Eh bien! cette musique vocale, d'un aspect si désagréable, d'un effet si constamment acerbe, cette musique dramatique française, que l'on dit si pauvre, possède un trésor, un diamant, une escarboucle; et ce trésor, c'est son auditoire!... Oui, son auditoire, prodige en 1856! La civilisation doit l'en priver un jour, mais alors nos paroliers, devenus poètes, permettront à nos musiciens de changer de gamme, et de triompher avec les voix comme ils ont fait toujours avec les instruments.

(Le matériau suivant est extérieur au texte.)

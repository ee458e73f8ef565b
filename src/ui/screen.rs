use std::time::Duration;

use ratatui::{
    buffer::Buffer,
    layout::{Alignment, Constraint, Direction, Layout, Rect},
    style::{Color, Modifier, Style},
    text::{Line, Span},
    widgets::{Block, Borders, Gauge, Paragraph, Widget, Wrap},
};
use webbrowser::Browser;

use crate::{
    access::BILLING_DOCS_URL,
    app::App,
    countdown::PULSE_WINDOW_SECS,
    session::MAX_ROUNDS,
    ui::{accent_bold, bold, centered, dim_italic, ACCENT, ALERT},
    workout::{Stage, State},
};

/// A UI Screen boundary: renders one group of stages
pub trait Screen {
    fn render(&self, app: &App, area: Rect, buf: &mut Buffer);
}

/// Shown until the access gate reports a key
pub struct GateScreen;

impl Screen for GateScreen {
    fn render(&self, _app: &App, area: Rect, buf: &mut Buffer) {
        let text = vec![
            Line::from(Span::styled("ELITE ACCESS REQUIRED", accent_bold())),
            Line::from(""),
            Line::from("Exercise illustrations need an API key from a paid project."),
            Line::from(Span::styled(
                format!("billing: {BILLING_DOCS_URL}"),
                dim_italic(),
            )),
            Line::from(""),
            Line::from(Span::styled(
                if Browser::is_available() {
                    "(k) select key / (enter) check again / (esc)ape"
                } else {
                    "(enter) check again / (esc)ape"
                },
                Style::default().add_modifier(Modifier::ITALIC),
            )),
        ];
        let height = text.len() as u16 + 2;

        Paragraph::new(text)
            .alignment(Alignment::Center)
            .wrap(Wrap { trim: true })
            .block(
                Block::default()
                    .borders(Borders::ALL)
                    .border_style(Style::default().fg(ACCENT)),
            )
            .render(centered(area, height), buf);
    }
}

pub struct StartScreen;

impl Screen for StartScreen {
    fn render(&self, _app: &App, area: Rect, buf: &mut Buffer) {
        let text = vec![
            Line::from(Span::styled("UNLEASH THE BEAST", accent_bold())),
            Line::from(Span::styled(
                "Dynamic tracking and peak performance monitoring.",
                dim_italic(),
            )),
            Line::from(""),
            Line::from(Span::styled(
                "[ MEASURE PULSE ]",
                bold().fg(Color::Black).bg(Color::White),
            )),
            Line::from(""),
            Line::from(Span::styled(
                "(enter) initialize session / (esc)ape",
                Style::default().add_modifier(Modifier::ITALIC),
            )),
        ];
        let height = text.len() as u16;
        Paragraph::new(text)
            .alignment(Alignment::Center)
            .render(centered(area, height), buf);
    }
}

/// Any preparation countdown: "GET READY" with the seconds left
pub struct PrepScreen;

impl PrepScreen {
    fn message(app: &App) -> String {
        match (app.stage(), app.workout.current_exercise()) {
            (Stage::ExercisePrep, Some(exercise)) => format!("Preparing {}...", exercise.name),
            _ => "Preparing Bio-Scan...".to_string(),
        }
    }
}

impl Screen for PrepScreen {
    fn render(&self, app: &App, area: Rect, buf: &mut Buffer) {
        let remaining = app.workout.countdown().map_or(0, |cd| cd.remaining());
        let text = vec![
            Line::from(Span::styled("GET READY", accent_bold())),
            Line::from(""),
            Line::from(Span::styled(
                remaining.to_string(),
                bold().add_modifier(Modifier::SLOW_BLINK),
            )),
            Line::from(""),
            Line::from(Span::styled(Self::message(app), dim_italic())),
        ];
        let height = text.len() as u16;
        Paragraph::new(text)
            .alignment(Alignment::Center)
            .render(centered(area, height), buf);
    }
}

/// Pulse measurement window
pub struct PulseCountdownScreen;

impl Screen for PulseCountdownScreen {
    fn render(&self, app: &App, area: Rect, buf: &mut Buffer) {
        let area = centered(area, 7);
        let chunks = Layout::default()
            .direction(Direction::Vertical)
            .constraints([
                Constraint::Length(2),
                Constraint::Length(3),
                Constraint::Length(2),
            ])
            .split(area);

        Paragraph::new(Span::styled("DON'T MOVE", bold().fg(ALERT)))
            .alignment(Alignment::Center)
            .render(chunks[0], buf);

        if let Some(cd) = app.workout.countdown() {
            Gauge::default()
                .block(Block::default().borders(Borders::ALL).title("Seconds Left"))
                .gauge_style(Style::default().fg(ACCENT))
                .ratio(cd.ratio_of(PULSE_WINDOW_SECS))
                .label(format!("{}s", cd.remaining()))
                .render(chunks[1], buf);
        }

        Paragraph::new(Span::styled("Scanning Bio-Data...", dim_italic()))
            .alignment(Alignment::Center)
            .render(chunks[2], buf);
    }
}

/// Typed pulse entry
pub struct PulseInputScreen;

impl Screen for PulseInputScreen {
    fn render(&self, app: &App, area: Rect, buf: &mut Buffer) {
        let reading = if app.pulse_input.is_empty() {
            Span::styled("00", Style::default().fg(Color::DarkGray))
        } else {
            Span::styled(app.pulse_input.as_str(), bold())
        };
        let text = vec![
            Line::from(Span::styled("DATA ENTRY", bold())),
            Line::from(Span::styled(
                format!("Enter heart beats detected in {PULSE_WINDOW_SECS}s"),
                accent_bold(),
            )),
            Line::from(""),
            Line::from(vec![reading, Span::styled("  BPM", accent_bold())]),
            Line::from(""),
            Line::from(Span::styled(
                "(enter) log pulse / (backspace) correct",
                Style::default().add_modifier(Modifier::ITALIC),
            )),
        ];
        let height = text.len() as u16 + 2;
        Paragraph::new(text)
            .alignment(Alignment::Center)
            .block(
                Block::default()
                    .borders(Borders::ALL)
                    .border_style(Style::default().fg(ACCENT)),
            )
            .render(centered(area, height), buf);
    }
}

/// Exercise card, with the timer while one runs
pub struct ExerciseScreen;

impl Screen for ExerciseScreen {
    fn render(&self, app: &App, area: Rect, buf: &mut Buffer) {
        let Some(exercise) = app.workout.current_exercise() else {
            return;
        };
        let position = app.workout.state().exercise_index().map_or(0, |i| i + 1);

        let chunks = Layout::default()
            .direction(Direction::Vertical)
            .constraints([
                Constraint::Length(2), // name + reps
                Constraint::Length(3), // timer or continue
                Constraint::Min(2),    // description
                Constraint::Length(1), // image
            ])
            .split(area);

        let title = Line::from(vec![
            Span::styled(exercise.name.to_uppercase(), bold()),
            Span::raw("  "),
            Span::styled(format!(" {} ", exercise.reps), bold().bg(ACCENT)),
            Span::styled(
                format!("   {}/{}", position, app.workout.exercises().len()),
                dim_italic(),
            ),
        ]);
        Paragraph::new(title).render(chunks[0], buf);

        match app.workout.state() {
            State::ExerciseTimer { countdown, .. } => {
                let total = app.workout.active_total_secs().unwrap_or(0);
                Gauge::default()
                    .block(Block::default().borders(Borders::ALL).title("Timer"))
                    .gauge_style(Style::default().fg(ACCENT))
                    .ratio(countdown.ratio_of(total))
                    .label(format!("{}s", countdown.remaining()))
                    .render(chunks[1], buf);
            }
            _ => {
                Paragraph::new(Span::styled(
                    "(enter) set complete",
                    bold().fg(Color::Black).bg(Color::White),
                ))
                .alignment(Alignment::Center)
                .block(Block::default().borders(Borders::ALL))
                .render(chunks[1], buf);
            }
        }

        Paragraph::new(exercise.description.as_str())
            .wrap(Wrap { trim: true })
            .render(chunks[2], buf);

        let image = match app.images.image() {
            Some(image) => Span::styled(image.to_string(), dim_italic()),
            None if app.images.is_loading() => Span::styled("loading visual...", dim_italic()),
            None => Span::raw(""),
        };
        Paragraph::new(image).render(chunks[3], buf);
    }
}

/// Repeat-or-stop decision
pub struct SessionCheckScreen;

impl Screen for SessionCheckScreen {
    fn render(&self, app: &App, area: Rect, buf: &mut Buffer) {
        let count = app.workout.session().session_count();
        let repeat_style = if app.workout.can_repeat() {
            bold().fg(Color::White).bg(ACCENT)
        } else {
            Style::default()
                .fg(Color::DarkGray)
                .add_modifier(Modifier::CROSSED_OUT)
        };

        let prompt = if app.workout.can_repeat() {
            format!("Push for Session {}?", count + 1)
        } else {
            format!("Round limit reached: {count} of {MAX_ROUNDS} done")
        };

        let text = vec![
            Line::from(Span::styled("VOLTAGE CHECK", bold())),
            Line::from(Span::styled(prompt, dim_italic())),
            Line::from(""),
            Line::from(vec![
                Span::styled(" (y) ONE MORE ", repeat_style),
                Span::raw("    "),
                Span::styled(" (n) ENOUGH ", bold().fg(Color::Black).bg(Color::White)),
            ]),
        ];
        let height = text.len() as u16;
        Paragraph::new(text)
            .alignment(Alignment::Center)
            .render(centered(area, height), buf);
    }
}

pub struct SummaryScreen;

impl SummaryScreen {
    fn reading(value: Option<u32>) -> String {
        value.map_or_else(|| "-".to_string(), |v| v.to_string())
    }
}

/// "12 min 05 s" style workout length
pub(crate) fn format_elapsed(elapsed: Duration) -> String {
    let secs = elapsed.as_secs();
    match (secs / 3600, (secs % 3600) / 60, secs % 60) {
        (0, 0, s) => format!("{s} s"),
        (0, m, s) => format!("{m} min {s:02} s"),
        (h, m, _) => format!("{h} h {m:02} min"),
    }
}

impl Screen for SummaryScreen {
    fn render(&self, app: &App, area: Rect, buf: &mut Buffer) {
        let session = app.workout.session();
        let area = centered(area, 11);
        let chunks = Layout::default()
            .direction(Direction::Vertical)
            .constraints([
                Constraint::Length(2),
                Constraint::Length(4),
                Constraint::Length(2),
                Constraint::Length(3),
            ])
            .split(area);

        Paragraph::new(Span::styled("ELITE LEVEL", accent_bold()))
            .alignment(Alignment::Center)
            .render(chunks[0], buf);

        let columns = Layout::default()
            .direction(Direction::Horizontal)
            .constraints([
                Constraint::Ratio(1, 3),
                Constraint::Ratio(1, 3),
                Constraint::Ratio(1, 3),
            ])
            .split(chunks[1]);

        let tiles = [
            ("Baseline", Self::reading(session.pulse_before()), Color::White),
            ("Post-Ex", Self::reading(session.pulse_after()), ALERT),
            ("Rounds", session.session_count().to_string(), ACCENT),
        ];
        for ((label, value, color), column) in tiles.into_iter().zip(columns.iter()) {
            Paragraph::new(Span::styled(value, bold().fg(color)))
                .alignment(Alignment::Center)
                .block(Block::default().borders(Borders::ALL).title(label))
                .render(*column, buf);
        }

        if let Some(elapsed) = app.elapsed() {
            Paragraph::new(Span::styled(
                format!("workout time {}", format_elapsed(elapsed)),
                dim_italic(),
            ))
            .alignment(Alignment::Center)
            .render(chunks[2], buf);
        }

        let legend = if app.exported {
            "(r)estart / (esc)ape"
        } else {
            "(u)pload performance / (r)estart / (esc)ape"
        };
        Paragraph::new(Span::styled(
            legend,
            Style::default().add_modifier(Modifier::ITALIC),
        ))
        .alignment(Alignment::Center)
        .render(chunks[3], buf);
    }
}

/// Helper to construct the appropriate screen for the current state
pub fn current_screen(app: &App) -> Box<dyn Screen> {
    if !app.gate_open {
        return Box::new(GateScreen);
    }
    match app.stage() {
        Stage::Start => Box::new(StartScreen),
        Stage::PulseBeforePrep | Stage::ExercisePrep | Stage::PulseAfterPrep => Box::new(PrepScreen),
        Stage::PulseBeforeCountdown | Stage::PulseAfterCountdown => Box::new(PulseCountdownScreen),
        Stage::PulseBeforeInput | Stage::PulseAfterInput => Box::new(PulseInputScreen),
        Stage::ExerciseTimer | Stage::ExerciseLoop => Box::new(ExerciseScreen),
        Stage::SessionCheck => Box::new(SessionCheckScreen),
        Stage::FinalSummary => Box::new(SummaryScreen),
    }
}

Le palais des Champs-Élysées nous montre la France distribuant des couronnes aux habitants du pays comme aux étrangers. Des prix sont décernés à ceux dont l'ingénieuse et patiente industrie, en faisant germer, prospérer la graisse des boeufs, [-15-] affranchit les coursiers de ce fardeau nuisible; à ceux qui présentent des ânes bien membrés, bien plantés, dressant de superbes oreilles, comme s'ils flairaient une cantate rimée pour l'Institut. Vous rémunérez ceux qui font rouler à vos pieds la sphère immense d'un potiron; ceux qui vous amènent des coqs d'Inde assez grands, assez forts pour trainer un cabriolet; ceux que l'invention d'une poire, d'une pomme, d'une fraise recommande à l'Académie des gastrolatres. Un virtuose de Beni-Moussa voit avec orgueil la médaille de cent francs appendue au cou de sa truie. C'est à merveille, parfait; on ne saurait trop favoriser la fabrication des biftecs, des pieds de cochon, des volatiles précieux que la truffe doit aromatiser.

Vous encouragez aussi les arts dont les produits sont d'une brillante et noble inutilité; les métaux, les diamants, les perles façonnés en bijoux; le fil, la soie, l'or tressés, tissés en voiles transparents où se dessinent de magiques broderies; les candélabres de cristal, les coupes d'agathe, de mousseline, et cetera, et cetera. Vous applaudissez à la conquête des camélias, des cactus, des orchidées; au perfectionnement des paquerettes, des balsamines et des coquelicots; une fortune est promise à celui qui nous donnera le dalia vivement azuré. Quel bonheur! quelle gloire! si nous pouvons un jour passer au bleu ces milliers de pétales d'une entière blancheur! Des récompenses pour les jardiniers fleuristes, pour les peintres, les statuaires et pas une simple médaille pour les poètes favoris d'Apollon! tandis qu'à Beni-Moussa!...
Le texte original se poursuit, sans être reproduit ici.